Dataset entries:
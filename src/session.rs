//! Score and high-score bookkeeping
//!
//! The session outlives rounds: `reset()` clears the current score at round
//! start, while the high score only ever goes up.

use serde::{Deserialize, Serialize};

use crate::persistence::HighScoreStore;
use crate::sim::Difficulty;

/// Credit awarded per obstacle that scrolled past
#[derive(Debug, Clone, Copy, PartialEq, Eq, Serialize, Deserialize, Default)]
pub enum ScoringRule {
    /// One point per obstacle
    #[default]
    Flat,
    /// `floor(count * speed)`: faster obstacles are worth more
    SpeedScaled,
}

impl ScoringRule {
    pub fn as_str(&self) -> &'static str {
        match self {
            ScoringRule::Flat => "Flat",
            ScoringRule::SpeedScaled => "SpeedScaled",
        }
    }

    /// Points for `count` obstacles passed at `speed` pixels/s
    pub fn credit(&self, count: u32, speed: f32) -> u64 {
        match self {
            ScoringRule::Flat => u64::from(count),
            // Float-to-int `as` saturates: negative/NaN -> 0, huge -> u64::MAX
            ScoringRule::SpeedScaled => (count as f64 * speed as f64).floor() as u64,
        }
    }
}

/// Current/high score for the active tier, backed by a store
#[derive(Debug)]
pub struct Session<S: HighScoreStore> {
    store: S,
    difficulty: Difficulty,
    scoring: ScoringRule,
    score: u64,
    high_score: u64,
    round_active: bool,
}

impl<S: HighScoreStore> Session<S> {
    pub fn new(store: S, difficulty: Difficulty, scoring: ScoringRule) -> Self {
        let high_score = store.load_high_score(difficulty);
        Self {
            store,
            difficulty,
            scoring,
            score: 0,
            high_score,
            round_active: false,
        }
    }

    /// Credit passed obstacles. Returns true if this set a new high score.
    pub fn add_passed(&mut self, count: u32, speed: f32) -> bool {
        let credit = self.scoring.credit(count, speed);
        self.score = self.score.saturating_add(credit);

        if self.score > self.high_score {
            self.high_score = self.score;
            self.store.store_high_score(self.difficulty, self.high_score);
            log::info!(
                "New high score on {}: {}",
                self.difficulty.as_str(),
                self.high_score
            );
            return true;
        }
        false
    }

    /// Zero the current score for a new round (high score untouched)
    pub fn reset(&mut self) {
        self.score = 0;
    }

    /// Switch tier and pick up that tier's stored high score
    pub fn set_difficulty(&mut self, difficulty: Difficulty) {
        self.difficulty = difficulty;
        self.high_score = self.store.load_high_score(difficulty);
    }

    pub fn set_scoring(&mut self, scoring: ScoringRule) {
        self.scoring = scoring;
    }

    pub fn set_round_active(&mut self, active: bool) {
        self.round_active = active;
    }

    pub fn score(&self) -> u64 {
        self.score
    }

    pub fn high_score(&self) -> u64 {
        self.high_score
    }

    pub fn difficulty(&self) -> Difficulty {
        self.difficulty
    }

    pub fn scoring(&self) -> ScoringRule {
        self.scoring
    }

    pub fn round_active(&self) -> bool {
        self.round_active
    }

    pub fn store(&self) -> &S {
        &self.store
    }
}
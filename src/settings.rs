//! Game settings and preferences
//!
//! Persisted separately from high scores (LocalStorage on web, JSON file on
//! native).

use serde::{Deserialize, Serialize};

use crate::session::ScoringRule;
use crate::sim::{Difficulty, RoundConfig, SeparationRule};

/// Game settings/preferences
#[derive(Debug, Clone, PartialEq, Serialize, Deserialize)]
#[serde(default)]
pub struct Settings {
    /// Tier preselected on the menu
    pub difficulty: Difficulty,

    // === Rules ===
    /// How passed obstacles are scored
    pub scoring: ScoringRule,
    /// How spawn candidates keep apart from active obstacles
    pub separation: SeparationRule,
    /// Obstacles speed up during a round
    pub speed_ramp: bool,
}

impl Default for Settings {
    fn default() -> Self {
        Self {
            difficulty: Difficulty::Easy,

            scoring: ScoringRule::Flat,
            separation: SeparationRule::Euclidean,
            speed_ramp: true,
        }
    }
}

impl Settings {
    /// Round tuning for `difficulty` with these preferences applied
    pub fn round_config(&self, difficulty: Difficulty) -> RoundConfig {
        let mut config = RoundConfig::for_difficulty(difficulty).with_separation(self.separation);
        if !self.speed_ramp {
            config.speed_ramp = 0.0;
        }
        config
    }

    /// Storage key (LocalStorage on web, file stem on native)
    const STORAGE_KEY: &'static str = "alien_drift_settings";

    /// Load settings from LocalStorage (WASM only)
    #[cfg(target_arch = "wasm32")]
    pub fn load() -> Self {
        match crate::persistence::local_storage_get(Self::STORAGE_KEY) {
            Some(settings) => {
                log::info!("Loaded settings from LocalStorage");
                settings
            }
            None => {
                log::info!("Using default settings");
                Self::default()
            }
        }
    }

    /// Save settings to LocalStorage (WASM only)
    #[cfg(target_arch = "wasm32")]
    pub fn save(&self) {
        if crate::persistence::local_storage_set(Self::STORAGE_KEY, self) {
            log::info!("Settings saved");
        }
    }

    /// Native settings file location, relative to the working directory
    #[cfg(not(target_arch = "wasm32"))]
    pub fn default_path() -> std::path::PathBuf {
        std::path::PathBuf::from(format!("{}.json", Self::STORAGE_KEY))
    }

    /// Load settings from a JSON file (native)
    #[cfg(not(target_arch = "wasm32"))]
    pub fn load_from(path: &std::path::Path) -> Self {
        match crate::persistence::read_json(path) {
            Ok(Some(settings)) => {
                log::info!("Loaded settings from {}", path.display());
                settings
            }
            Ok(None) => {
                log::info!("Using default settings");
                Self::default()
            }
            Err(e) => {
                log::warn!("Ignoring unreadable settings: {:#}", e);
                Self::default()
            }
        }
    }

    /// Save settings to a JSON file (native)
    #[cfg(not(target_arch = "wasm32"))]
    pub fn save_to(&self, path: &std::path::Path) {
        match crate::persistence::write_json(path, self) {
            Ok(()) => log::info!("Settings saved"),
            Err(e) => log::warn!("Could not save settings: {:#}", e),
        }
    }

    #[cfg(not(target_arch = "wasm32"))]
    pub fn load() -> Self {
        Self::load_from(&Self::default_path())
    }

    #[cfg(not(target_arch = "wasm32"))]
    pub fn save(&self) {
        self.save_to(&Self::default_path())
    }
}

Assignment: Copy out every record exactly; leave nothing out.

Answer:
filename src/session.rs
//! Score and high-score bookkeeping
//!
//! The session outlives rounds: `reset()` clears the current score at round
//! start, while the high score only ever goes up.

use serde::{Deserialize, Serialize};

use crate::persistence::HighScoreStore;
use crate::sim::Difficulty;

/// Credit awarded per obstacle that scrolled past
#[derive(Debug, Clone, Copy, PartialEq, Eq, Serialize, Deserialize, Default)]
pub enum ScoringRule {
    /// One point per obstacle
    #[default]
    Flat,
    /// `floor(count * speed)`: faster obstacles are worth more
    SpeedScaled,
}

impl ScoringRule {
    pub fn as_str(&self) -> &'static str {
        match self {
            ScoringRule::Flat => "Flat",
            ScoringRule::SpeedScaled => "SpeedScaled",
        }
    }

    /// Points for `count` obstacles passed at `speed` pixels/s
    pub fn credit(&self, count: u32, speed: f32) -> u64 {
        match self {
            ScoringRule::Flat => u64::from(count),
            // Float-to-int `as` saturates: negative/NaN -> 0, huge -> u64::MAX
            ScoringRule::SpeedScaled => (count as f64 * speed as f64).floor() as u64,
        }
    }
}

/// Current/high score for the active tier, backed by a store
#[derive(Debug)]
pub struct Session<S: HighScoreStore> {
    store: S,
    difficulty: Difficulty,
    scoring: ScoringRule,
    score: u64,
    high_score: u64,
    round_active: bool,
}

impl<S: HighScoreStore> Session<S> {
    pub fn new(store: S, difficulty: Difficulty, scoring: ScoringRule) -> Self {
        let high_score = store.load_high_score(difficulty);
        Self {
            store,
            difficulty,
            scoring,
            score: 0,
            high_score,
            round_active: false,
        }
    }

    /// Credit passed obstacles. Returns true if this set a new high score.
    pub fn add_passed(&mut self, count: u32, speed: f32) -> bool {
        let credit = self.scoring.credit(count, speed);
        self.score = self.score.saturating_add(credit);

        if self.score > self.high_score {
            self.high_score = self.score;
            self.store.store_high_score(self.difficulty, self.high_score);
            log::info!(
                "New high score on {}: {}",
                self.difficulty.as_str(),
                self.high_score
            );
            return true;
        }
        false
    }

    /// Zero the current score for a new round (high score untouched)
    pub fn reset(&mut self) {
        self.score = 0;
    }

    /// Switch tier and pick up that tier's stored high score
    pub fn set_difficulty(&mut self, difficulty: Difficulty) {
        self.difficulty = difficulty;
        self.high_score = self.store.load_high_score(difficulty);
    }

    pub fn set_scoring(&mut self, scoring: ScoringRule) {
        self.scoring = scoring;
    }

    pub fn set_round_active(&mut self, active: bool) {
        self.round_active = active;
    }

    pub fn score(&self) -> u64 {
        self.score
    }

    pub fn high_score(&self) -> u64 {
        self.high_score
    }

    pub fn difficulty(&self) -> Difficulty {
        self.difficulty
    }

    pub fn scoring(&self) -> ScoringRule {
        self.scoring
    }

    pub fn round_active(&self) -> bool {
        self.round_active
    }

    pub fn store(&self) -> &S {
        &self.store
    }
}
filename src/settings.rs
//! Game settings and preferences
//!
//! Persisted separately from high scores (LocalStorage on web, JSON file on
//! native).

use serde::{Deserialize, Serialize};

use crate::session::ScoringRule;
use crate::sim::{Difficulty, RoundConfig, SeparationRule};

/// Game settings/preferences
#[derive(Debug, Clone, PartialEq, Serialize, Deserialize)]
#[serde(default)]
pub struct Settings {
    /// Tier preselected on the menu
    pub difficulty: Difficulty,

    // === Rules ===
    /// How passed obstacles are scored
    pub scoring: ScoringRule,
    /// How spawn candidates keep apart from active obstacles
    pub separation: SeparationRule,
    /// Obstacles speed up during a round
    pub speed_ramp: bool,
}

impl Default for Settings {
    fn default() -> Self {
        Self {
            difficulty: Difficulty::Easy,

            scoring: ScoringRule::Flat,
            separation: SeparationRule::Euclidean,
            speed_ramp: true,
        }
    }
}

impl Settings {
    /// Round tuning for `difficulty` with these preferences applied
    pub fn round_config(&self, difficulty: Difficulty) -> RoundConfig {
        let mut config = RoundConfig::for_difficulty(difficulty).with_separation(self.separation);
        if !self.speed_ramp {
            config.speed_ramp = 0.0;
        }
        config
    }

    /// Storage key (LocalStorage on web, file stem on native)
    const STORAGE_KEY: &'static str = "alien_drift_settings";

    /// Load settings from LocalStorage (WASM only)
    #[cfg(target_arch = "wasm32")]
    pub fn load() -> Self {
        match crate::persistence::local_storage_get(Self::STORAGE_KEY) {
            Some(settings) => {
                log::info!("Loaded settings from LocalStorage");
                settings
            }
            None => {
                log::info!("Using default settings");
                Self::default()
            }
        }
    }

    /// Save settings to LocalStorage (WASM only)
    #[cfg(target_arch = "wasm32")]
    pub fn save(&self) {
        if crate::persistence::local_storage_set(Self::STORAGE_KEY, self) {
            log::info!("Settings saved");
        }
    }

    /// Native settings file location, relative to the working directory
    #[cfg(not(target_arch = "wasm32"))]
    pub fn default_path() -> std::path::PathBuf {
        std::path::PathBuf::from(format!("{}.json", Self::STORAGE_KEY))
    }

    /// Load settings from a JSON file (native)
    #[cfg(not(target_arch = "wasm32"))]
    pub fn load_from(path: &std::path::Path) -> Self {
        match crate::persistence::read_json(path) {
            Ok(Some(settings)) => {
                log::info!("Loaded settings from {}", path.display());
                settings
            }
            Ok(None) => {
                log::info!("Using default settings");
                Self::default()
            }
            Err(e) => {
                log::warn!("Ignoring unreadable settings: {:#}", e);
                Self::default()
            }
        }
    }

    /// Save settings to a JSON file (native)
    #[cfg(not(target_arch = "wasm32"))]
    pub fn save_to(&self, path: &std::path::Path) {
        match crate::persistence::write_json(path, self) {
            Ok(()) => log::info!("Settings saved"),
            Err(e) => log::warn!("Could not save settings: {:#}", e),
        }
    }

    #[cfg(not(target_arch = "wasm32"))]
    pub fn load() -> Self {
        Self::load_from(&Self::default_path())
    }

    #[cfg(not(target_arch = "wasm32"))]
    pub fn save(&self) {
        self.save_to(&Self::default_path())
    }
}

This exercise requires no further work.